● Material provided:

★ ★ ★ ★

//! Claude model identification and display labels.
//!
//! Model ids arrive in two shapes:
//! - current: `claude-<family>-<major>[-<minor>][-<date>]` (`claude-opus-4-5-20251101`)
//! - legacy:  `claude-<major>[-<minor>]-<family>[-<date>]` (`claude-3-5-haiku-20241022`)
//!
//! Both map to `"<Family> <major>[.<minor>]"`.

use std::fmt;

/// Label used when a snapshot carries no model at all.
pub const DEFAULT_MODEL_LABEL: &str = "Claude";

/// Claude model family.
#[derive(Debug, Clone, Copy, PartialEq, Eq, Hash)]
pub enum ModelFamily {
    Opus,
    Sonnet,
    Haiku,
}

impl ModelFamily {
    fn parse(token: &str) -> Option<Self> {
        match token.to_ascii_lowercase().as_str() {
            "opus" => Some(Self::Opus),
            "sonnet" => Some(Self::Sonnet),
            "haiku" => Some(Self::Haiku),
            _ => None,
        }
    }

    pub fn name(&self) -> &'static str {
        match self {
            Self::Opus => "Opus",
            Self::Sonnet => "Sonnet",
            Self::Haiku => "Haiku",
        }
    }
}

/// A parsed Claude model version, e.g. Opus 4.5.
#[derive(Debug, Clone, PartialEq, Eq, Hash)]
pub struct ModelVersion {
    pub family: ModelFamily,
    pub major: u32,
    pub minor: Option<u32>,
}

impl ModelVersion {
    /// Parses a model id, returning None for non-Claude or unrecognised ids.
    pub fn from_id(id: &str) -> Option<Self> {
        // Provider-prefixed ids ("us.anthropic.claude-...") and context
        // suffixes ("...[1m]") are tolerated.
        let start = id.find("claude-")?;
        let rest = id.get(start + "claude-".len()..)?;
        let rest = rest.split('[').next().unwrap_or(rest);

        let tokens: Vec<&str> = rest
            .split('-')
            .take_while(|t| !is_date_token(t))
            .collect();

        let (family, numbers): (ModelFamily, Vec<&str>) = match tokens.first() {
            Some(first) if ModelFamily::parse(first).is_some() => {
                let family = ModelFamily::parse(first)?;
                (family, tokens.iter().skip(1).copied().collect())
            }
            _ => {
                let family_pos = tokens.iter().position(|t| ModelFamily::parse(t).is_some())?;
                let family = tokens.get(family_pos).and_then(|t| ModelFamily::parse(t))?;
                (family, tokens.iter().take(family_pos).copied().collect())
            }
        };

        let mut versions = numbers.iter().map_while(|t| t.parse::<u32>().ok());
        let major = versions.next()?;
        let minor = versions.next();

        Some(Self {
            family,
            major,
            minor,
        })
    }
}

impl fmt::Display for ModelVersion {
    fn fmt(&self, f: &mut fmt::Formatter<'_>) -> fmt::Result {
        match self.minor {
            Some(minor) => write!(f, "{} {}.{}", self.family.name(), self.major, minor),
            None => write!(f, "{} {}", self.family.name(), self.major),
        }
    }
}

/// Release dates are the only 8-digit tokens in a model id.
fn is_date_token(token: &str) -> bool {
    token.len() == 8 && token.chars().all(|c| c.is_ascii_digit())
}

/// Returns the label shown for a model.
///
/// Prefers the parsed Claude version, then the payload's display name,
/// then the raw id.
pub fn model_label(id: Option<&str>, display_name: Option<&str>) -> String {
    let id = id.map(str::trim).filter(|s| !s.is_empty());
    let display_name = display_name.map(str::trim).filter(|s| !s.is_empty());

    if let Some(version) = id.and_then(ModelVersion::from_id) {
        return version.to_string();
    }
    display_name
        .or(id)
        .unwrap_or(DEFAULT_MODEL_LABEL)
        .to_string()
}

/// Formats a Claude Code version string as "v1.2.3".
pub fn version_label(version: &str) -> Option<String> {
    let version = version.trim().trim_start_matches(['v', 'V']);
    if version.is_empty() {
        None
    } else {
        Some(format!("v{version}"))
    }
}
//! Status line rendering.
//!
//! Builds the three lines Claude Code prints under the prompt:
//!
//! ```text
//! Opus 4.5 v1.0.80  ~/code/tokenline  main*2
//! ctx ██░░░░░░░░ 21%  $0.35  2m 15s  +150 -30
//! 5h 24% (3h 12m)  7d 2% (6d 23h)
//! ```

pub mod path;
pub mod theme;

use std::path::Path;

use tokenline_core::StatusSnapshot;

use crate::git::GitInfo;
use crate::tracker::{UsageReport, WindowReport};

pub use path::shorten_path;
pub use theme::{no_color_requested, usage_color, Painter};

/// Width of the context bar in cells.
pub const BAR_WIDTH: usize = 10;

const SEPARATOR: &str = "  ";

/// Inputs that shape the output but are not part of the data.
#[derive(Debug, Clone, Copy)]
pub struct RenderOptions<'a> {
    pub painter: Painter,
    /// Trailing path segments kept when shortening the working directory.
    pub path_segments: usize,
    pub home: Option<&'a Path>,
}

impl Default for RenderOptions<'_> {
    fn default() -> Self {
        Self {
            painter: Painter::plain(),
            path_segments: 3,
            home: None,
        }
    }
}

/// Renders the complete status line.
///
/// Always returns three lines; segments without data are left out.
pub fn render(
    snapshot: &StatusSnapshot,
    usage: &UsageReport,
    git: Option<&GitInfo>,
    options: &RenderOptions<'_>,
) -> [String; 3] {
    [
        session_line(snapshot, git, options),
        context_line(snapshot, &options.painter),
        usage_line(usage, &options.painter),
    ]
}

/// Line 1: model, Claude Code version, directory and branch.
fn session_line(snapshot: &StatusSnapshot, git: Option<&GitInfo>, options: &RenderOptions<'_>) -> String {
    let painter = &options.painter;
    let mut model = painter.bold(&snapshot.model_label(), theme::MODEL_COLOR);
    if let Some(version) = snapshot.version_label() {
        model.push(' ');
        model.push_str(&painter.muted(&version));
    }

    let mut segments = vec![model];

    if let Some(cwd) = snapshot.cwd.as_deref().filter(|c| !c.is_empty()) {
        let short = shorten_path(cwd, options.home, options.path_segments);
        segments.push(painter.paint(&short, theme::PATH_COLOR));
    }

    if let Some(git) = git {
        let mut branch = painter.paint(&git.branch, theme::BRANCH_COLOR);
        if git.is_dirty() {
            branch.push_str(&painter.paint(&format!("*{}", git.changed_files), theme::DIRTY_COLOR));
        }
        segments.push(branch);
    }

    segments.join(SEPARATOR)
}

/// Line 2: context usage, cost, duration and line changes.
fn context_line(snapshot: &StatusSnapshot, painter: &Painter) -> String {
    let pct = snapshot.context_percentage();
    let mut segments = vec![format!(
        "{} {} {}",
        painter.muted("ctx"),
        painter.usage(&context_bar(pct, BAR_WIDTH), pct),
        painter.usage(&format!("{pct:.0}%"), pct),
    )];

    segments.push(snapshot.cost.format());

    if !snapshot.duration.is_zero() {
        segments.push(snapshot.duration.format());
    }

    if !snapshot.lines.is_empty() {
        segments.push(format!(
            "{} {}",
            painter.paint(&format!("+{}", snapshot.lines.added), theme::ADDED_COLOR),
            painter.paint(&format!("-{}", snapshot.lines.removed), theme::REMOVED_COLOR),
        ));
    }

    segments.join(SEPARATOR)
}

/// Line 3: both usage windows.
fn usage_line(usage: &UsageReport, painter: &Painter) -> String {
    [&usage.short, &usage.long]
        .into_iter()
        .map(|window| window_segment(window, painter))
        .collect::<Vec<_>>()
        .join(SEPARATOR)
}

fn window_segment(window: &WindowReport, painter: &Painter) -> String {
    let stats = &window.stats;
    format!(
        "{} {} {}",
        painter.muted(&window.label),
        painter.usage(&stats.format_percentage(), stats.percentage),
        painter.muted(&format!("({})", stats.format_remaining())),
    )
}

/// Fixed-width bar for a 0-100 percentage.
pub fn context_bar(percentage: f64, width: usize) -> String {
    let ratio = if percentage.is_finite() {
        (percentage / 100.0).clamp(0.0, 1.0)
    } else {
        0.0
    };
    let filled = ((ratio * width as f64).round() as usize).min(width);
    format!("{}{}", "█".repeat(filled), "░".repeat(width - filled))
}
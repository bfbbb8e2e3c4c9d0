//! tokenline core - Shared types for Claude Code usage tracking
//!
//! This crate provides the domain types behind the status line: token
//! counters, the per-session watermark that turns cumulative totals into
//! deltas, the persisted usage ledger, and rolling-window estimates.
//!
//! All code follows the panic-free policy: no `.unwrap()`, `.expect()`,
//! `panic!()`, `unreachable!()`, or `todo!()` outside tests.

pub mod cost;
pub mod error;
pub mod ledger;
pub mod model;
pub mod session;
pub mod snapshot;
pub mod tokens;
pub mod watermark;
pub mod window;

// Re-exports for convenience
pub use cost::Money;
pub use error::{DomainError, DomainResult};
pub use ledger::{default_retention, UsageEvent, UsageLedger, RETENTION_DAYS};
pub use model::{model_label, version_label, ModelFamily, ModelVersion};
pub use session::{format_seconds, LinesChanged, SessionDuration, SessionId, UNKNOWN_SESSION};
pub use snapshot::{StatusSnapshot, DEFAULT_CONTEXT_WINDOW};
pub use tokens::{TokenCount, TokenPair};
pub use watermark::Watermarks;
pub use window::{
    compute_window_stats, max_window, WindowSpec, WindowStats, LONG_WINDOW_DAYS,
    MAX_WINDOW_DAYS, SHORT_WINDOW_HOURS,
};
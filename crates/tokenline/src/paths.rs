//! Filesystem locations for tokenline state.

use std::path::PathBuf;

/// Directory for the usage ledger and log file.
///
/// `$XDG_STATE_HOME/tokenline`, falling back to the local data dir and
/// finally `/tmp/tokenline`.
pub fn state_dir() -> PathBuf {
    dirs::state_dir()
        .or_else(dirs::data_local_dir)
        .unwrap_or_else(|| PathBuf::from("/tmp"))
        .join("tokenline")
}

/// Log file written by the binary.
pub fn log_file_path() -> PathBuf {
    state_dir().join("tokenline.log")
}

/// Claude Code user settings.
pub fn claude_settings_path() -> Option<PathBuf> {
    dirs::home_dir().map(|h| h.join(".claude").join("settings.json"))
}
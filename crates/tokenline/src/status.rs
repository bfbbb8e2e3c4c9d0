//! One status line invocation, from stdin payload to printed lines.

use std::path::{Path, PathBuf};

use chrono::{DateTime, Utc};
use tokenline_core::StatusSnapshot;
use tokenline_protocol::read_snapshot;
use tracing::debug;

use crate::config::Config;
use crate::git::{git_info, GitInfo};
use crate::render::{self, Painter, RenderOptions};
use crate::store::LedgerStore;
use crate::tracker::{UsageReport, UsageTracker};

/// Everything one invocation produced.
#[derive(Debug, Clone)]
pub struct StatusOutput {
    pub snapshot: StatusSnapshot,
    pub usage: UsageReport,
    pub git: Option<GitInfo>,
    pub lines: [String; 3],
}

/// Runs the status pipeline against an already chosen store.
///
/// Parse, record, look up git, render. Never fails: every stage degrades
/// to a default.
pub async fn run_status<S: LedgerStore>(
    input: &str,
    config: &Config,
    tracker: &UsageTracker<S>,
    painter: Painter,
    home: Option<&Path>,
    now: DateTime<Utc>,
) -> StatusOutput {
    let snapshot = read_snapshot(input);
    debug!(
        session_id = %snapshot.session_id,
        input_tokens = %snapshot.cumulative.input,
        output_tokens = %snapshot.cumulative.output,
        "Parsed status payload"
    );

    let usage = tracker.observe(snapshot.session_id.clone(), snapshot.cumulative, now);

    let git = match (config.display.git, working_dir(&snapshot)) {
        (true, Some(cwd)) => git_info(&cwd, config.display.git_timeout()).await,
        _ => None,
    };

    let options = RenderOptions {
        painter,
        path_segments: config.display.path_segments,
        home,
    };
    let lines = render::render(&snapshot, &usage, git.as_ref(), &options);

    StatusOutput {
        snapshot,
        usage,
        git,
        lines,
    }
}

fn working_dir(snapshot: &StatusSnapshot) -> Option<PathBuf> {
    snapshot
        .cwd
        .as_deref()
        .filter(|c| !c.is_empty())
        .map(PathBuf::from)
        .filter(|p| p.is_dir())
}

#[cfg(test)]
mod tests {
    use super::*;
    use crate::store::MemoryStore;
    use chrono::TimeZone;

    fn tracker() -> UsageTracker<MemoryStore> {
        UsageTracker::from_config(MemoryStore::new(), &Config::default().limits).unwrap()
    }

    #[tokio::test]
    async fn test_run_status_records_and_renders() {
        let dir = tempfile::tempdir().unwrap();
        let payload = serde_json::json!({
            "session_id": "abc",
            "cwd": dir.path(),
            "model": {"id": "claude-sonnet-4-20250514", "display_name": "Sonnet 4"},
            "context_window": {"total_input_tokens": 1_000_000, "total_output_tokens": 200_000}
        })
        .to_string();
        let tracker = tracker();
        let now = Utc.with_ymd_and_hms(2025, 6, 1, 12, 0, 0).unwrap();

        let output = run_status(&payload, &Config::default(), &tracker, Painter::plain(), None, now).await;

        assert!(output.usage.recorded.is_some());
        assert!(output.git.is_none());
        assert!(output.lines[0].starts_with("Sonnet 4"));
        assert_eq!(output.lines[2], "5h 24% (5h)  7d 2% (7d)");
    }

    #[tokio::test]
    async fn test_run_status_on_garbage_input() {
        let tracker = tracker();
        let now = Utc.with_ymd_and_hms(2025, 6, 1, 12, 0, 0).unwrap();
        let output = run_status("not json", &Config::default(), &tracker, Painter::plain(), None, now).await;

        assert!(output.snapshot.session_id.is_unknown());
        assert!(output.usage.recorded.is_none());
        assert_eq!(output.lines[0], "Claude");
    }

    #[tokio::test]
    async fn test_git_disabled_skips_lookup() {
        let mut config = Config::default();
        config.display.git = false;
        let tracker = tracker();
        let now = Utc.with_ymd_and_hms(2025, 6, 1, 12, 0, 0).unwrap();
        let cwd = std::env::current_dir().unwrap();
        let payload = serde_json::json!({"session_id": "abc", "cwd": cwd}).to_string();

        let output = run_status(&payload, &config, &tracker, Painter::plain(), None, now).await;
        assert!(output.git.is_none());
    }
}
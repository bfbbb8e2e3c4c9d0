//! tokenline protocol - Claude Code status line input
//!
//! This crate turns the JSON payload Claude Code pipes to a status line
//! command into a [`tokenline_core::StatusSnapshot`].

pub mod parse;

pub use parse::{
    read_snapshot, RawContextWindow, RawCost, RawCurrentUsage, RawModel, RawStatusLine,
    RawWorkspace,
};
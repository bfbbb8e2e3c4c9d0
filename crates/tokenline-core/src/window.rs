//! Rolling-window quota estimates.
//!
//! A window answers two questions over the trailing `duration`: how much of
//! the token quota has been consumed, and how long until the oldest counted
//! event falls out of the window.

use crate::error::{DomainError, DomainResult};
use crate::session::format_seconds;
use crate::{TokenCount, UsageEvent};
use chrono::{DateTime, TimeDelta, Utc};
use std::fmt;

/// Length of the short window, in hours.
pub const SHORT_WINDOW_HOURS: i64 = 5;

/// Length of the long window, in days.
pub const LONG_WINDOW_DAYS: i64 = 7;

/// Longest window accepted, in days.
pub const MAX_WINDOW_DAYS: i64 = 366;

/// Longest window accepted.
pub fn max_window() -> TimeDelta {
    TimeDelta::days(MAX_WINDOW_DAYS)
}

/// One trailing window with its quota.
#[derive(Debug, Clone, PartialEq, Eq)]
pub struct WindowSpec {
    /// Short label shown in the status line ("5h", "7d").
    pub label: String,
    pub duration: TimeDelta,
    pub limit: TokenCount,
}

impl WindowSpec {
    /// Creates a window, rejecting durations that are not positive or
    /// exceed [`MAX_WINDOW_DAYS`].
    pub fn new(label: impl Into<String>, duration: TimeDelta, limit: TokenCount) -> DomainResult<Self> {
        if duration <= TimeDelta::zero() || duration > max_window() {
            return Err(DomainError::InvalidFieldValue {
                field: "window duration".to_string(),
                value: format!("{}s", duration.num_seconds()),
                expected: format!("a positive duration of at most {MAX_WINDOW_DAYS} days"),
            });
        }
        Ok(Self {
            label: label.into(),
            duration,
            limit,
        })
    }

    /// Computes this window's stats over `events`.
    pub fn stats(&self, events: &[UsageEvent], now: DateTime<Utc>) -> WindowStats {
        compute_window_stats(events, self.duration, self.limit, now)
    }
}

/// Consumption within one window.
#[derive(Debug, Clone, Copy, PartialEq)]
pub struct WindowStats {
    /// Share of the quota consumed, clamped to 0..=100.
    pub percentage: f64,
    /// Time until the oldest counted event leaves the window.
    pub time_remaining: TimeDelta,
    pub total_tokens: TokenCount,
    pub event_count: usize,
}

impl WindowStats {
    /// Formats the time remaining, e.g. "3h 12m".
    pub fn format_remaining(&self) -> String {
        format_seconds(self.time_remaining.num_seconds().max(0) as u64)
    }

    /// Formats the percentage without decimals, e.g. "24%".
    pub fn format_percentage(&self) -> String {
        format!("{:.0}%", self.percentage)
    }
}

impl fmt::Display for WindowStats {
    fn fmt(&self, f: &mut fmt::Formatter<'_>) -> fmt::Result {
        write!(f, "{} ({})", self.format_percentage(), self.format_remaining())
    }
}

/// Aggregates `events` over the trailing `window` ending at `now`.
///
/// Events count when `now - timestamp < window`. The percentage is
/// `total / limit * 100` clamped at 100; a zero limit reports 0. With no
/// counted events the full window is reported as remaining.
pub fn compute_window_stats(
    events: &[UsageEvent],
    window: TimeDelta,
    limit: TokenCount,
    now: DateTime<Utc>,
) -> WindowStats {
    let mut total_tokens = TokenCount::zero();
    let mut oldest: Option<DateTime<Utc>> = None;
    let mut event_count = 0;

    for event in events
        .iter()
        .filter(|e| now.signed_duration_since(e.timestamp) < window)
    {
        total_tokens += event.total();
        event_count += 1;
        oldest = Some(match oldest {
            Some(ts) if ts <= event.timestamp => ts,
            _ => event.timestamp,
        });
    }

    let percentage = if limit.is_zero() {
        0.0
    } else {
        (total_tokens.as_u64() as f64 * 100.0 / limit.as_u64() as f64).min(100.0)
    };

    // An end past chrono's range reports the whole window.
    let time_remaining = match oldest.and_then(|ts| ts.checked_add_signed(window)) {
        Some(end) => end.signed_duration_since(now).max(TimeDelta::zero()),
        None => window,
    };

    WindowStats {
        percentage,
        time_remaining,
        total_tokens,
        event_count,
    }
}
//! Session identifiers and per-session value objects.

use serde::{Deserialize, Serialize};
use std::fmt;

// ============================================================================
// Type-Safe Identifiers
// ============================================================================

/// Session id used when a snapshot carries no usable `session_id`.
///
/// Observations without an identifiable session are still tracked, all
/// under this one bucket.
pub const UNKNOWN_SESSION: &str = "unknown";

/// Unique identifier for a Claude Code session.
///
/// Wraps a UUID string (e.g., "8e11bfb5-7dc2-432b-9206-928fa5c35731").
/// Obtained from Claude Code's status line JSON `session_id` field.
#[derive(Debug, Clone, PartialEq, Eq, PartialOrd, Ord, Hash, Serialize, Deserialize)]
#[serde(transparent)]
pub struct SessionId(String);

impl SessionId {
    /// Creates a new SessionId from a string.
    ///
    /// Note: This does not validate UUID format. Claude Code provides
    /// the session_id, so we trust its format.
    pub fn new(id: impl Into<String>) -> Self {
        Self(id.into())
    }

    /// The sentinel id for observations without a session.
    pub fn unknown() -> Self {
        Self(UNKNOWN_SESSION.to_string())
    }

    /// Builds an id from an optional raw value, falling back to the
    /// sentinel when it is missing or blank.
    pub fn from_optional(raw: Option<&str>) -> Self {
        match raw.map(str::trim) {
            Some(id) if !id.is_empty() => Self::new(id),
            _ => Self::unknown(),
        }
    }

    /// Checks if this is the sentinel id.
    #[must_use]
    pub fn is_unknown(&self) -> bool {
        self.0 == UNKNOWN_SESSION
    }

    /// Returns the underlying string reference.
    pub fn as_str(&self) -> &str {
        &self.0
    }
}

impl Default for SessionId {
    fn default() -> Self {
        Self::unknown()
    }
}

impl fmt::Display for SessionId {
    fn fmt(&self, f: &mut fmt::Formatter<'_>) -> fmt::Result {
        write!(f, "{}", self.0)
    }
}

impl From<String> for SessionId {
    fn from(s: String) -> Self {
        Self(s)
    }
}

impl From<&str> for SessionId {
    fn from(s: &str) -> Self {
        Self(s.to_string())
    }
}

impl AsRef<str> for SessionId {
    fn as_ref(&self) -> &str {
        &self.0
    }
}

// ============================================================================
// Value Objects
// ============================================================================

/// Duration tracking for a session.
///
/// Based on Claude Code status line `cost.total_duration_ms`.
#[derive(Debug, Clone, Copy, PartialEq, Eq, Default)]
pub struct SessionDuration {
    /// Total duration in milliseconds
    total_ms: u64,
}

impl SessionDuration {
    /// Creates from total duration in milliseconds.
    pub fn from_total_ms(total_ms: u64) -> Self {
        Self { total_ms }
    }

    /// Returns total duration in milliseconds.
    pub fn total_ms(&self) -> u64 {
        self.total_ms
    }

    /// Returns true if no time has been recorded.
    pub fn is_zero(&self) -> bool {
        self.total_ms == 0
    }

    /// Formats duration for display.
    ///
    /// Returns format like "35s", "2m 15s", "1h 30m", "2d 4h"
    pub fn format(&self) -> String {
        format_seconds(self.total_ms / 1000)
    }
}

impl fmt::Display for SessionDuration {
    fn fmt(&self, f: &mut fmt::Formatter<'_>) -> fmt::Result {
        write!(f, "{}", self.format())
    }
}

/// Formats a whole number of seconds using the two largest units.
pub fn format_seconds(secs: u64) -> String {
    if secs < 60 {
        format!("{secs}s")
    } else if secs < 3600 {
        let mins = secs / 60;
        let remaining_secs = secs % 60;
        if remaining_secs == 0 {
            format!("{mins}m")
        } else {
            format!("{mins}m {remaining_secs}s")
        }
    } else if secs < 86_400 {
        let hours = secs / 3600;
        let remaining_mins = (secs % 3600) / 60;
        if remaining_mins == 0 {
            format!("{hours}h")
        } else {
            format!("{hours}h {remaining_mins}m")
        }
    } else {
        let days = secs / 86_400;
        let remaining_hours = (secs % 86_400) / 3600;
        if remaining_hours == 0 {
            format!("{days}d")
        } else {
            format!("{days}d {remaining_hours}h")
        }
    }
}

/// Tracks lines added and removed in a session.
///
/// Based on Claude Code status line `cost.total_lines_added/removed`.
#[derive(Debug, Clone, Copy, PartialEq, Eq, Default)]
pub struct LinesChanged {
    /// Lines added
    pub added: u64,
    /// Lines removed
    pub removed: u64,
}

impl LinesChanged {
    /// Creates new LinesChanged.
    pub fn new(added: u64, removed: u64) -> Self {
        Self { added, removed }
    }

    /// Returns true if no changes have been made.
    pub fn is_empty(&self) -> bool {
        self.added == 0 && self.removed == 0
    }

    /// Formats for display (e.g., "+150 -30").
    pub fn format(&self) -> String {
        format!("+{} -{}", self.added, self.removed)
    }
}

impl fmt::Display for LinesChanged {
    fn fmt(&self, f: &mut fmt::Formatter<'_>) -> fmt::Result {
        write!(f, "{}", self.format())
    }
}
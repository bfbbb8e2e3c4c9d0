//! statusLine configuration for Claude Code integration
//!
//! Installs and removes the `statusLine` entry in Claude Code's
//! `~/.claude/settings.json` that points at the tokenline binary.

use std::fs;
use std::path::Path;

use anyhow::{Context, Result};
use serde_json::{json, Value};

use crate::paths;

/// Marker used to recognise our own statusLine command.
const COMMAND_MARKER: &str = "tokenline";

/// What `install_status_line` did to the settings file.
#[derive(Debug, Clone, PartialEq, Eq)]
pub enum InstallOutcome {
    Added,
    /// Replaced another tool's statusLine command.
    Replaced { previous: Option<String> },
    AlreadyConfigured,
}

/// Reads Claude Code settings, returns empty object if file doesn't exist
fn read_settings(path: &Path) -> Result<Value> {
    if !path.exists() {
        return Ok(json!({}));
    }

    let content = fs::read_to_string(path)
        .with_context(|| format!("Failed to read {}", path.display()))?;

    serde_json::from_str(&content)
        .with_context(|| format!("Failed to parse {}", path.display()))
}

/// Writes Claude Code settings
fn write_settings(path: &Path, settings: &Value) -> Result<()> {
    if let Some(parent) = path.parent() {
        fs::create_dir_all(parent)
            .with_context(|| format!("Failed to create {}", parent.display()))?;
    }

    let content = serde_json::to_string_pretty(settings)?;
    fs::write(path, content).with_context(|| format!("Failed to write {}", path.display()))
}

/// Creates the statusLine configuration entry.
fn create_status_line_entry(command: &str) -> Value {
    json!({
        "type": "command",
        "command": command,
        "padding": 0
    })
}

fn status_line_command(status_line: &Value) -> Option<&str> {
    status_line.get("command").and_then(|c| c.as_str())
}

/// Checks if tokenline is configured for statusLine
fn has_tokenline_status_line(status_line: &Value) -> bool {
    status_line_command(status_line)
        .map(|cmd| cmd.contains(COMMAND_MARKER))
        .unwrap_or(false)
}

/// Points the settings file's statusLine at `command`.
pub fn install_status_line(settings_path: &Path, command: &str) -> Result<InstallOutcome> {
    let mut settings = read_settings(settings_path)?;
    if !settings.is_object() {
        anyhow::bail!("{} is not a JSON object", settings_path.display());
    }

    let outcome = match settings.get("statusLine") {
        Some(existing) if has_tokenline_status_line(existing) => {
            if status_line_command(existing) == Some(command) {
                return Ok(InstallOutcome::AlreadyConfigured);
            }
            InstallOutcome::Replaced {
                previous: status_line_command(existing).map(str::to_string),
            }
        }
        Some(existing) => InstallOutcome::Replaced {
            previous: status_line_command(existing).map(str::to_string),
        },
        None => InstallOutcome::Added,
    };

    settings["statusLine"] = create_status_line_entry(command);
    write_settings(settings_path, &settings)?;
    Ok(outcome)
}

/// Removes our statusLine entry. Returns false if none was configured,
/// leaving another tool's entry untouched.
pub fn remove_status_line(settings_path: &Path) -> Result<bool> {
    if !settings_path.exists() {
        return Ok(false);
    }

    let mut settings = read_settings(settings_path)?;
    let ours = settings
        .get("statusLine")
        .map(has_tokenline_status_line)
        .unwrap_or(false);
    if !ours {
        return Ok(false);
    }

    if let Some(obj) = settings.as_object_mut() {
        obj.remove("statusLine");
    }
    write_settings(settings_path, &settings)?;
    Ok(true)
}

/// Installs tokenline as the Claude Code status line
pub fn setup() -> Result<()> {
    let settings_path = paths::claude_settings_path().context("Could not determine home directory")?;
    let exe = std::env::current_exe().context("Could not locate the tokenline binary")?;
    let command = exe.to_string_lossy().to_string();

    println!("Configuring statusLine in {}...", settings_path.display());
    match install_status_line(&settings_path, &command)? {
        InstallOutcome::Added => println!("  statusLine - added"),
        InstallOutcome::Replaced { previous } => match previous {
            Some(prev) => println!("  statusLine - replaced `{prev}`"),
            None => println!("  statusLine - replaced"),
        },
        InstallOutcome::AlreadyConfigured => println!("  statusLine - already configured"),
    }
    println!("\nRestart Claude Code to see the new status line.");

    Ok(())
}

/// Removes tokenline from Claude Code settings
pub fn uninstall() -> Result<()> {
    let settings_path = paths::claude_settings_path().context("Could not determine home directory")?;

    if remove_status_line(&settings_path)? {
        println!("statusLine configuration removed");
    } else {
        println!("statusLine - not configured by tokenline");
    }

    let store = paths::state_dir();
    println!("Usage history is kept in {}", store.display());
    Ok(())
}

★ ★ ★ ★

Each line of the data in which the string "LedgerStore" appears needs to be copied.

use crate::store::LedgerStore;
pub async fn run_status<S: LedgerStore>(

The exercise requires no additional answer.